Mum’s tears after charity helps son discover new life

THE mother of an army veteran from Liversedge who lost his sight to a brain tumour is calling on the parents of ex-servicemen and women to contact a national charity for free support.

When Elizabeth Heaume’s son Mark, 34, discovered he had the tumour in 2006, their lives were turned upside down.

Mark joined the Army in December 1998 at 16. He served as a Lance Corporal in the UK and Germany, working as a Challenger 2 tank crewman and was discharged eight years later.

Elizabeth, 66, says: “I should have known something wasn’t right because Mark started to have headaches that would keep him up all night.

“At first we thought it was just a virus but then Mark became really sick. He deteriorated in front of my eyes. It was scary to watch.”

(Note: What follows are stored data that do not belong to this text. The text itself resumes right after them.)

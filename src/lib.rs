//! # neofs-morph: NeoFS governance contracts in Rust
//!
//! Threshold-voted governance for the NeoFS morph chain. The inner ring, a
//! fixed set of authority keys, agrees on node registrations, epoch changes,
//! configuration updates and validator votes by casting ballots. An action
//! runs exactly once, when the `n/3*2+1`-th distinct authority votes for it.
//!
//! ## Quick Start
//!
//! ```rust
//! use neofs_morph::prelude::*;
//!
//! let key = |b: u8| {
//!     let mut bytes = [b; 33];
//!     bytes[0] = 0x02;
//!     PublicKey::from_bytes(&bytes).unwrap()
//! };
//! let ring: Vec<PublicKey> = (1..=4).map(key).collect();
//!
//! let store = MemoryStore::new();
//! let netmap = NetmapContract::new(&GovernanceSettings::default());
//! invoke(&store, &Invocation::at(0), |ctx| netmap.init(ctx, ring.clone())).unwrap();
//!
//! let mut last = None;
//! for (height, voter) in ring.iter().take(3).enumerate() {
//!     let call = Invocation::at(height as u64 + 1).signed_by(*voter);
//!     last = Some(invoke(&store, &call, |ctx| netmap.new_epoch(ctx, 1)).unwrap().value);
//! }
//! assert_eq!(last, Some(Outcome::Executed));
//! ```
//!
//! ## Architecture
//!
//! - [`primitives`] - public keys and digests
//! - [`store`] - column store trait, in-memory and sled backends, write overlay
//! - [`config`] - TOML settings
//! - [`contracts`] - ballot ledger, quorum gate, netmap and alphabet contracts

#![warn(missing_docs)]
#![warn(rustdoc::missing_crate_level_docs)]

pub use neofs_config as config;
pub use neofs_contracts as contracts;
pub use neofs_primitives as primitives;
pub use neofs_store as store;

/// Crate version.
pub const VERSION: &str = env!("CARGO_PKG_VERSION");

/// Common imports for contract hosts.
pub mod prelude {
    pub use crate::config::{GovernanceSettings, Settings};
    pub use crate::contracts::{
        invoke, threshold, AlphabetContract, ContractError, ContractResult, DecisionBuilder,
        DecisionId, ExecutionContext, Invocation, NetmapContract, NodeInfo, NodeState,
        Notification, Outcome, Receipt, Rejection, ValidatorVoting,
    };
    pub use crate::primitives::{Hash256, PublicKey};
    pub use crate::store::{MemoryStore, Store};
}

Mark was diagnosed with a benign brain tumour called a colloid cyst. His condition worsened and he fell into a coma.

When he eventually woke up, they were told that the tumour had robbed him of his sight.

Elizabeth said: “Mark was depressed when he came out of hospital. He would get so frustrated that he couldn’t do what he used to be able to. He would just sit in the corner of his room and wouldn’t move all day.”

But in 2012 a friend told Elizabeth about Blind Veterans UK and she got in touch with the charity. Mark started to receive the charity’s free services and lifelong support in May of that year.

Elizabeth added: “When Blind Veterans UK told me they would support Mark for the rest of his life, I cried. It felt as if a weight had been lifted. I know that the charity will always be there for my son and that is a huge relief.”

Mark was invited to one of the charity’s training and rehabilitation centres, where he was given practical and emotional support to help him discover life beyond sight loss, learn new skills and try out different activities.

He has tried abseiling, rock-climbing, kayaking and archery.

Now Elizabeth is encouraging other relatives to find out about Blind Veterans UK.

She added: “Mark felt he had nothing to look forward to but his outlook has completely changed. He is back to being himself again. Words cannot express how grateful I am for their support.”

The charity estimates that there could be as many as 470 blind veterans in Kirklees who would be eligible to access its support.